The most prevalent method of DNA fingerprinting used today is based on PCR and uses Short Tandem Repeats (STRs). This method uses highly polymorphic regions that have short repeated sequences of DNA (the most common is 4 bases repeated, but there are other lengths in use, including 3 and 5 bases). Because different people have different numbers of repeat units, these regions of DNA can be used to discriminate between individuals. These STR locia (locations) are targeted with sequence-specific primers and are amplified using PCR. The DNA fragments that result are then separated and detected using electrophoresis. There are two common methods of separation and detection, capillary electrophoresis (CE) and gel electrophoresis.
The polymorphisms displayed at each STR region are by themselves very common, typically each polymorphism will be shared by around 5 - 20% of individuals. When looking at multiple loci, it is the unique combinations of these polymorphisms to an individual that makes this method discriminating as an identification tool. The more STR regions that are tested in an individual the more discriminating the test becomes.

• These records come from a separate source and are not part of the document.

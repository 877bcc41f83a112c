use anyhow::Result;
use fgvc_dataset::{
    transform::{Compose, HorizontalFlip, Resize},
    CubDataset, DatasetConfig, DatasetError, GenericDataset, LoadPolicy, RandomAccessDataset,
    Split,
};
use image::{GenericImageView as _, GrayImage, Luma, Rgb, RgbImage};
use std::{fs, path::Path};

fn config(root: &Path, split: Split) -> DatasetConfig {
    let _ = pretty_env_logger::try_init();
    DatasetConfig::new(root, split).with_show_progress(false)
}

fn error_kind(err: &anyhow::Error) -> Option<&DatasetError> {
    err.downcast_ref::<DatasetError>()
}

/// Two classes with lossless images of different layouts.
fn make_png_tree(root: &Path) -> Result<()> {
    let albatross = root.join("train").join("001.Black_footed_Albatross");
    let tern = root.join("train").join("141.Artic_Tern");
    fs::create_dir_all(&albatross)?;
    fs::create_dir_all(&tern)?;

    RgbImage::from_fn(5, 4, |x, y| Rgb([x as u8 * 40, y as u8 * 60, 7]))
        .save(albatross.join("b.png"))?;
    RgbImage::from_pixel(3, 3, Rgb([200, 100, 50])).save(albatross.join("a.png"))?;
    GrayImage::from_fn(2, 6, |x, y| Luma([(x + y * 2) as u8])).save(tern.join("c.png"))?;
    Ok(())
}

#[test]
fn single_bird_jpeg() -> Result<()> {
    let dir = tempfile::tempdir()?;
    let root = dir.path();
    let class_dir = root.join("train").join("002.Some_Bird");
    fs::create_dir_all(&class_dir)?;
    RgbImage::from_pixel(8, 6, Rgb([90, 160, 30])).save(class_dir.join("img1.jpg"))?;

    let dataset = CubDataset::new(config(root, Split::Train))?;
    assert_eq!(dataset.num_records(), 1);

    let sample = dataset.nth(0)?;
    assert_eq!(sample.label, 1);
    assert_eq!(sample.name, "img1.jpg");
    assert_eq!(sample.image.width(), 8);
    assert_eq!(sample.image.height(), 6);
    assert_eq!(sample.image.color().channel_count(), 3);

    assert!(root.join("train").join("data_label_pair.bin").is_file());
    Ok(())
}

#[test]
fn round_trip_labels_names_pixels() -> Result<()> {
    let dir = tempfile::tempdir()?;
    let root = dir.path();
    make_png_tree(root)?;

    let dataset = CubDataset::new(config(root, Split::Train))?;
    let view = dataset.view();
    assert_eq!(view.labels(), &[0, 0, 140]);
    assert_eq!(view.names(), &["a.png", "b.png", "c.png"]);
    assert_eq!(dataset.input_channels(), None);

    let b = view.nth_array(1)?;
    assert_eq!(b.dim(), (4, 5, 3));
    assert_eq!(b[[3, 2, 0]], 80);
    assert_eq!(b[[3, 2, 1]], 180);
    assert_eq!(b[[3, 2, 2]], 7);

    // grayscale is kept as one channel unless RGB is requested
    let c = view.nth_array(2)?;
    assert_eq!(c.dim(), (6, 2, 1));
    assert_eq!(c[[5, 1, 0]], 11);
    assert_eq!(dataset.nth(2)?.image.color().channel_count(), 1);
    Ok(())
}

#[test]
fn normalize_rgb_on_request() -> Result<()> {
    let dir = tempfile::tempdir()?;
    let root = dir.path();
    make_png_tree(root)?;

    let dataset = CubDataset::new(config(root, Split::Train).with_normalize_rgb(true))?;
    assert_eq!(dataset.input_channels(), Some(3));
    let c = dataset.view().nth_array(2)?;
    assert_eq!(c.dim(), (6, 2, 3));
    assert!(c.iter().all(|&value| value <= 11));
    Ok(())
}

#[test]
fn second_build_reuses_cache() -> Result<()> {
    let dir = tempfile::tempdir()?;
    let root = dir.path();
    make_png_tree(root)?;
    let cache_path = CubDataset::default_cache_path(root, Split::Train);

    let first = CubDataset::new(config(root, Split::Train))?;
    let bytes = fs::read(&cache_path)?;

    // the images are gone, so a rebuild would fail
    fs::remove_dir_all(root.join("train").join("141.Artic_Tern"))?;
    let outcome = CubDataset::prepare(&config(root, Split::Train))?;
    assert_eq!(outcome, fgvc_dataset::BuildOutcome::Reused);

    let second = CubDataset::new(config(root, Split::Train))?;
    assert_eq!(fs::read(&cache_path)?, bytes);
    assert_eq!(second.num_records(), first.num_records());
    assert_eq!(second.view().names(), first.view().names());
    Ok(())
}

#[test]
fn custom_cache_path() -> Result<()> {
    let dir = tempfile::tempdir()?;
    let root = dir.path().join("cub");
    make_png_tree(&root)?;
    let cache_path = dir.path().join("cub_train.bin");

    let dataset = CubDataset::new(config(&root, Split::Train).with_cache_path(&cache_path))?;
    assert_eq!(dataset.view().cache_path(), cache_path);
    assert!(cache_path.is_file());
    assert!(!CubDataset::default_cache_path(&root, Split::Train).exists());
    Ok(())
}

#[test]
fn empty_split() -> Result<()> {
    let dir = tempfile::tempdir()?;
    let root = dir.path();
    fs::create_dir_all(root.join("test"))?;

    let dataset = CubDataset::new(config(root, Split::Test))?;
    assert_eq!(dataset.num_records(), 0);
    assert!(dataset.is_empty());

    let err = dataset.nth(0).unwrap_err();
    assert!(matches!(
        error_kind(&err),
        Some(DatasetError::OutOfRange { index: 0, len: 0 })
    ));
    Ok(())
}

#[test]
fn index_past_the_end() -> Result<()> {
    let dir = tempfile::tempdir()?;
    let root = dir.path();
    make_png_tree(root)?;

    let dataset = CubDataset::new(config(root, Split::Train))?;
    let err = dataset.nth(3).unwrap_err();
    assert!(matches!(
        error_kind(&err),
        Some(DatasetError::OutOfRange { index: 3, len: 3 })
    ));
    Ok(())
}

#[test]
fn eager_and_lazy_views_agree() -> Result<()> {
    let dir = tempfile::tempdir()?;
    let root = dir.path();
    make_png_tree(root)?;

    let eager = CubDataset::new(config(root, Split::Train))?;
    let lazy = CubDataset::new(config(root, Split::Train).with_load_policy(LoadPolicy::Lazy))?;
    assert_eq!(eager.num_records(), lazy.num_records());

    for index in 0..eager.num_records() {
        assert_eq!(eager.view().nth_array(index)?, lazy.view().nth_array(index)?);
        assert_eq!(eager.nth(index)?.name, lazy.nth(index)?.name);
    }
    Ok(())
}

#[test]
fn transform_is_applied() -> Result<()> {
    let dir = tempfile::tempdir()?;
    let root = dir.path();
    make_png_tree(root)?;

    let dataset = CubDataset::new(config(root, Split::Train))?
        .with_transform(Compose::new().then(Resize::new(8, 10)?).then(HorizontalFlip));
    for sample in dataset.view().iter() {
        let sample = sample?;
        assert_eq!(sample.image.width(), 10);
        assert_eq!(sample.image.height(), 8);
    }
    assert_eq!(dataset.nth(2)?.label, 140);
    Ok(())
}

#[test]
fn missing_root() -> Result<()> {
    let dir = tempfile::tempdir()?;
    let root = dir.path().join("absent");

    let err = CubDataset::new(config(&root, Split::Train)).unwrap_err();
    assert!(matches!(
        error_kind(&err),
        Some(DatasetError::MissingInput { .. })
    ));
    assert!(!root.exists());
    Ok(())
}

#[test]
fn undecodable_image() -> Result<()> {
    let dir = tempfile::tempdir()?;
    let root = dir.path();
    make_png_tree(root)?;
    let class_dir = root.join("train").join("001.Black_footed_Albatross");
    fs::write(class_dir.join("broken.jpg"), b"not a jpeg")?;

    let err = CubDataset::new(config(root, Split::Train)).unwrap_err();
    assert!(matches!(
        error_kind(&err),
        Some(DatasetError::DecodeFailure { .. })
    ));
    assert!(!CubDataset::default_cache_path(root, Split::Train).exists());
    Ok(())
}

#[test]
fn bad_class_directory() -> Result<()> {
    let dir = tempfile::tempdir()?;
    let root = dir.path();
    make_png_tree(root)?;
    fs::create_dir_all(root.join("train").join("000.Zero"))?;

    assert!(CubDataset::new(config(root, Split::Train)).is_err());
    assert!(!CubDataset::default_cache_path(root, Split::Train).exists());
    Ok(())
}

From country to country different STR based DNA profiling systems are in use. In North America CODIS is prevalent, while in the UK the SGM+ system, which is compatible with The National DNA Database in use. Whichever system is used, many of the STR regions under test are the same. These DNA profiling systems are based around multiplex reactions, whereby many STR regions will be under test at the same time.

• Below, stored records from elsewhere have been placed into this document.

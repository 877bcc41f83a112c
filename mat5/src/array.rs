use crate::{common::*, types::ArrayClass};

/// A named MATLAB array.
#[derive(Debug, Clone, PartialEq)]
pub struct Array {
    pub name: String,
    pub class: ArrayClass,
    /// Dimensions in MATLAB order. Data is stored column-major.
    pub dims: Vec<usize>,
    pub data: ArrayData,
}

/// The payload of an array.
#[derive(Debug, Clone, PartialEq)]
pub enum ArrayData {
    /// Numeric values widened to `f64`, whatever the storage type was.
    Numeric {
        real: Vec<f64>,
        imag: Option<Vec<f64>>,
    },
    Char(Vec<char>),
    Cell(Vec<Array>),
    /// Struct, object and sparse arrays are skipped.
    Unsupported,
}

impl Array {
    /// Build a `double` array. `values` are in column-major order.
    pub fn numeric(name: impl Into<String>, dims: Vec<usize>, values: Vec<f64>) -> Self {
        Self {
            name: name.into(),
            class: ArrayClass::Double,
            dims,
            data: ArrayData::Numeric {
                real: values,
                imag: None,
            },
        }
    }

    /// Build a `1×N` character array.
    pub fn char_row(name: impl Into<String>, text: &str) -> Self {
        let chars: Vec<char> = text.chars().collect();
        Self {
            name: name.into(),
            class: ArrayClass::Char,
            dims: vec![1, chars.len()],
            data: ArrayData::Char(chars),
        }
    }

    /// Build a cell array. `cells` are in column-major order.
    pub fn cell(name: impl Into<String>, dims: Vec<usize>, cells: Vec<Array>) -> Self {
        Self {
            name: name.into(),
            class: ArrayClass::Cell,
            dims,
            data: ArrayData::Cell(cells),
        }
    }

    /// The `[]` matrix, which is stored as a zero-length element.
    pub(crate) fn empty() -> Self {
        Self::numeric("", vec![0, 0], vec![])
    }

    /// Number of elements.
    pub fn len(&self) -> usize {
        self.dims.iter().product()
    }

    pub fn is_empty(&self) -> bool {
        self.len() == 0
    }

    pub fn as_numbers(&self) -> Result<&[f64]> {
        match &self.data {
            ArrayData::Numeric { real, .. } => Ok(real),
            _ => bail!(
                "array '{}' of class {} is not numeric",
                self.name,
                self.class
            ),
        }
    }

    pub fn as_cells(&self) -> Result<&[Array]> {
        match &self.data {
            ArrayData::Cell(cells) => Ok(cells),
            _ => bail!(
                "array '{}' of class {} is not a cell array",
                self.name,
                self.class
            ),
        }
    }

    /// Get the text of a character array with at most one row.
    pub fn as_string(&self) -> Result<String> {
        let chars = self.as_chars()?;
        let rows = self.dims.first().copied().unwrap_or(0);
        ensure!(
            rows <= 1,
            "character array '{}' has {} rows, expect at most one",
            self.name,
            rows
        );
        Ok(chars.iter().collect())
    }

    fn as_chars(&self) -> Result<&[char]> {
        match &self.data {
            ArrayData::Char(chars) => Ok(chars),
            _ => bail!(
                "array '{}' of class {} is not a character array",
                self.name,
                self.class
            ),
        }
    }
}

#[cfg(test)]
mod tests {
    use super::*;

    #[test]
    fn char_matrix_is_not_a_string() {
        // "ab" and "cd" stored column-major
        let array = Array {
            name: "names".into(),
            class: ArrayClass::Char,
            dims: vec![2, 2],
            data: ArrayData::Char(vec!['a', 'c', 'b', 'd']),
        };
        assert!(array.as_string().is_err());
    }

    #[test]
    fn accessor_mismatch() {
        let array = Array::char_row("path", "a/b.jpg");
        assert_eq!(array.as_string().unwrap(), "a/b.jpg");
        assert_eq!(array.len(), 7);
        assert!(array.as_numbers().is_err());
        assert!(array.as_cells().is_err());
        assert!(Array::empty().is_empty());
    }
}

Capillary electrophoresis works by electrokinetically (movement through the application of an electric field) injecting the DNA fragments into a thin glass tube (the capillary) filled with polymer. The DNA is pulled through the tube by the application of an electric field, separating the fragments such that the smaller fragments travel faster through the capillary. The fragments are then detected using fluorescent dyes that were attached to the primers used in PCR. This allows multiple fragments to be amplified and run simultaneously, something known as multiplexing. Sizes are assigned using labeled DNA size standards that are added to each sample, and the number of repeats are determined by comparing the size to an allelic ladder, a sample that contains all of the common possible repeat sizes. Although this method is expensive, larger capacity machines with higher throughput are being used to lower the cost/sample and reduce backlogs that exist in many government crime facilities.

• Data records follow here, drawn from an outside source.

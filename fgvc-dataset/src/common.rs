//! Common imports from external crates.

pub use anyhow::{bail, ensure, format_err, Context as _, Error, Result};
pub use derivative::Derivative;
pub use image::{
    imageops::FilterType, DynamicImage, GenericImageView as _, GrayAlphaImage, GrayImage,
    RgbImage, RgbaImage,
};
pub use itertools::{izip, Itertools as _};
pub use log::{debug, info, warn};
pub use ndarray::{Array3, ArrayView3};
pub use serde::{Deserialize, Serialize};
pub use std::{
    convert::TryFrom,
    fmt::{self, Debug},
    fs::{self, File},
    io::{self, BufWriter, Write as _},
    num::NonZeroUsize,
    path::{Path, PathBuf},
    str::FromStr,
};
//! Image transforms applied when samples are served.

use crate::common::*;

/// Converts an image into another image.
pub trait Transform
where
    Self: Send + Sync,
{
    fn apply(&self, image: DynamicImage) -> Result<DynamicImage>;
}

impl<F> Transform for F
where
    F: Fn(DynamicImage) -> Result<DynamicImage> + Send + Sync,
{
    fn apply(&self, image: DynamicImage) -> Result<DynamicImage> {
        self(image)
    }
}

/// Returns the image unchanged.
#[derive(Debug, Clone, Copy, Default)]
pub struct Identity;

impl Transform for Identity {
    fn apply(&self, image: DynamicImage) -> Result<DynamicImage> {
        Ok(image)
    }
}

/// Converts any color layout to 8-bit RGB.
#[derive(Debug, Clone, Copy, Default)]
pub struct ToRgb;

impl Transform for ToRgb {
    fn apply(&self, image: DynamicImage) -> Result<DynamicImage> {
        Ok(DynamicImage::ImageRgb8(image.into_rgb8()))
    }
}

/// Resizes to an exact size, ignoring the aspect ratio.
#[derive(Debug, Clone, Copy)]
pub struct Resize {
    pub height: NonZeroUsize,
    pub width: NonZeroUsize,
    pub filter: FilterType,
}

impl Resize {
    pub fn new(height: usize, width: usize) -> Result<Self> {
        let height =
            NonZeroUsize::new(height).ok_or_else(|| format_err!("height must be positive"))?;
        let width =
            NonZeroUsize::new(width).ok_or_else(|| format_err!("width must be positive"))?;
        Ok(Self {
            height,
            width,
            filter: FilterType::Triangle,
        })
    }
}

impl Transform for Resize {
    fn apply(&self, image: DynamicImage) -> Result<DynamicImage> {
        let height = u32::try_from(self.height.get())?;
        let width = u32::try_from(self.width.get())?;
        Ok(image.resize_exact(width, height, self.filter))
    }
}

/// Crops the central region. Images smaller than the region are an error.
#[derive(Debug, Clone, Copy)]
pub struct CenterCrop {
    pub height: NonZeroUsize,
    pub width: NonZeroUsize,
}

impl CenterCrop {
    pub fn new(height: usize, width: usize) -> Result<Self> {
        let height =
            NonZeroUsize::new(height).ok_or_else(|| format_err!("height must be positive"))?;
        let width =
            NonZeroUsize::new(width).ok_or_else(|| format_err!("width must be positive"))?;
        Ok(Self { height, width })
    }
}

impl Transform for CenterCrop {
    fn apply(&self, image: DynamicImage) -> Result<DynamicImage> {
        let (image_w, image_h) = image.dimensions();
        let crop_h = u32::try_from(self.height.get())?;
        let crop_w = u32::try_from(self.width.get())?;
        ensure!(
            crop_h <= image_h && crop_w <= image_w,
            "cannot crop {}x{} out of a {}x{} image",
            crop_h,
            crop_w,
            image_h,
            image_w
        );

        let top = (image_h - crop_h) / 2;
        let left = (image_w - crop_w) / 2;
        Ok(image.crop_imm(left, top, crop_w, crop_h))
    }
}

/// Mirrors the image left to right.
#[derive(Debug, Clone, Copy, Default)]
pub struct HorizontalFlip;

impl Transform for HorizontalFlip {
    fn apply(&self, image: DynamicImage) -> Result<DynamicImage> {
        Ok(image.fliph())
    }
}

/// Applies transforms in order.
#[derive(Derivative, Default)]
#[derivative(Debug)]
pub struct Compose {
    #[derivative(Debug = "ignore")]
    transforms: Vec<Box<dyn Transform>>,
}

impl Compose {
    pub fn new() -> Self {
        Self::default()
    }

    pub fn then<T>(mut self, transform: T) -> Self
    where
        T: 'static + Transform,
    {
        self.transforms.push(Box::new(transform));
        self
    }

    pub fn len(&self) -> usize {
        self.transforms.len()
    }

    pub fn is_empty(&self) -> bool {
        self.transforms.is_empty()
    }
}

impl Transform for Compose {
    fn apply(&self, image: DynamicImage) -> Result<DynamicImage> {
        self.transforms
            .iter()
            .try_fold(image, |image, transform| transform.apply(image))
    }
}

Gel electrophoresis acts using similar principles as CE, but instead of using a capillary, a large polyacrylamide gel is used to separate the DNA fragments. An electric field is applied, as in CE, but instead of running all of the samples by a detector, the smallest fragments are run close to the bottom of the gel and the entire gel is scanned into a computer. This produces an image showing all of the bands corresponding to different repeat sizes and the allelic ladder. This approach does not require the use of size standards, since the allelic ladder is run alongside the samples and serves this purpose. Visualization can either be through the use of fluorescently tagged dyes in the primers or by silver staining the gel prior to scanning. Although it is cost effective and can be rather high throughput, silver staining kits for STRs are being discontinued. In addition, many labs are phasing out gels in favor of CE as the cost of machines becomes more manageable.
The true power of STRs is in its statistical power of discrimination. In the U.S.A., there are 13 loci (DNA locations) that are currently used for discrimination. Because these loci are independently assorted (having a certain number of repeats at one locus doesn't change the likelihood of having any number of repeats at any other locus), the power rule of statistics can be applied. This means that if someone has the DNA type of ABC, where the three loci were independent, we can say that the probability of having that DNA type is the probability of having type A times the probability of having type B times the probability of having type C. This has resulted in the ability to generate match probabilities of 1 in a quintillion (1 with 18 zeros after it) or more.